Activity: Keeping every line intact, repeat the data word for word.

== Exercise inputs ==

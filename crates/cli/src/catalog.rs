//! `rdesk catalog` — list and (de)activate catalog products.

use clap::Subcommand;

use resortdesk_recon::normalize::format_cents;
use resortdesk_recon::ProductId;

use crate::exit_codes::EXIT_USAGE;
use crate::import::clip;
use crate::{CliError, Context};

#[derive(Subcommand)]
pub enum CatalogCommands {
    /// List catalog products in id order
    #[command(after_help = "\
Examples:
  rdesk catalog list
  rdesk catalog list --all --json
  rdesk --db /srv/resort/catalog.db catalog list")]
    List {
        /// Output JSON to stdout instead of a table
        #[arg(long)]
        json: bool,

        /// Include deactivated products
        #[arg(long)]
        all: bool,
    },

    /// Hide a product from matching and listing
    Deactivate {
        /// Product id
        id: ProductId,
    },

    /// Make a deactivated product matchable again
    Activate {
        /// Product id
        id: ProductId,
    },
}

pub fn cmd_catalog(cmd: CatalogCommands, ctx: &Context) -> Result<(), CliError> {
    match cmd {
        CatalogCommands::List { json, all } => cmd_list(json, all, ctx),
        CatalogCommands::Deactivate { id } => cmd_set_active(id, false, ctx),
        CatalogCommands::Activate { id } => cmd_set_active(id, true, ctx),
    }
}

fn cmd_list(json: bool, all: bool, ctx: &Context) -> Result<(), CliError> {
    let catalog = ctx.open_catalog()?;
    let products = catalog.list_products(all).map_err(CliError::store)?;

    if json {
        let out = serde_json::to_string_pretty(&products)
            .map_err(|e| CliError::io(format!("JSON serialization error: {e}")))?;
        println!("{out}");
        return Ok(());
    }

    println!("{:>6}  {:<32} {:>10} {:>10}  GROUP", "ID", "NAME", "PURCHASE", "SALE");
    for p in &products {
        let mut group = p.group_name.clone().unwrap_or_default();
        if !p.product.active {
            group.push_str(" (inactive)");
        }
        println!(
            "{:>6}  {:<32} {:>10} {:>10}  {}",
            p.product.id,
            clip(&p.product.name, 32),
            format_cents(p.product.purchase_cents),
            format_cents(p.product.sale_cents),
            group.trim_start(),
        );
    }
    eprintln!("{} products", products.len());
    Ok(())
}

fn cmd_set_active(id: ProductId, active: bool, ctx: &Context) -> Result<(), CliError> {
    let catalog = ctx.open_catalog()?;
    if !catalog.set_active(id, active).map_err(CliError::store)? {
        return Err(CliError::new(EXIT_USAGE, format!("product {id} not found"))
            .with_hint("list ids with `rdesk catalog list --all`"));
    }
    tracing::info!(id, active, "product activation changed");
    eprintln!("product {id} {}", if active { "activated" } else { "deactivated" });
    Ok(())
}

===

Problem solution:
filename crates/cli/src/catalog.rs
//! `rdesk catalog` — list and (de)activate catalog products.

use clap::Subcommand;

use resortdesk_recon::normalize::format_cents;
use resortdesk_recon::ProductId;

use crate::exit_codes::EXIT_USAGE;
use crate::import::clip;
use crate::{CliError, Context};

#[derive(Subcommand)]
pub enum CatalogCommands {
    /// List catalog products in id order
    #[command(after_help = "\
Examples:
  rdesk catalog list
  rdesk catalog list --all --json
  rdesk --db /srv/resort/catalog.db catalog list")]
    List {
        /// Output JSON to stdout instead of a table
        #[arg(long)]
        json: bool,

        /// Include deactivated products
        #[arg(long)]
        all: bool,
    },

    /// Hide a product from matching and listing
    Deactivate {
        /// Product id
        id: ProductId,
    },

    /// Make a deactivated product matchable again
    Activate {
        /// Product id
        id: ProductId,
    },
}

pub fn cmd_catalog(cmd: CatalogCommands, ctx: &Context) -> Result<(), CliError> {
    match cmd {
        CatalogCommands::List { json, all } => cmd_list(json, all, ctx),
        CatalogCommands::Deactivate { id } => cmd_set_active(id, false, ctx),
        CatalogCommands::Activate { id } => cmd_set_active(id, true, ctx),
    }
}

fn cmd_list(json: bool, all: bool, ctx: &Context) -> Result<(), CliError> {
    let catalog = ctx.open_catalog()?;
    let products = catalog.list_products(all).map_err(CliError::store)?;

    if json {
        let out = serde_json::to_string_pretty(&products)
            .map_err(|e| CliError::io(format!("JSON serialization error: {e}")))?;
        println!("{out}");
        return Ok(());
    }

    println!("{:>6}  {:<32} {:>10} {:>10}  GROUP", "ID", "NAME", "PURCHASE", "SALE");
    for p in &products {
        let mut group = p.group_name.clone().unwrap_or_default();
        if !p.product.active {
            group.push_str(" (inactive)");
        }
        println!(
            "{:>6}  {:<32} {:>10} {:>10}  {}",
            p.product.id,
            clip(&p.product.name, 32),
            format_cents(p.product.purchase_cents),
            format_cents(p.product.sale_cents),
            group.trim_start(),
        );
    }
    eprintln!("{} products", products.len());
    Ok(())
}

fn cmd_set_active(id: ProductId, active: bool, ctx: &Context) -> Result<(), CliError> {
    let catalog = ctx.open_catalog()?;
    if !catalog.set_active(id, active).map_err(CliError::store)? {
        return Err(CliError::new(EXIT_USAGE, format!("product {id} not found"))
            .with_hint("list ids with `rdesk catalog list --all`"));
    }
    tracing::info!(id, active, "product activation changed");
    eprintln!("product {id} {}", if active { "activated" } else { "deactivated" });
    Ok(())
}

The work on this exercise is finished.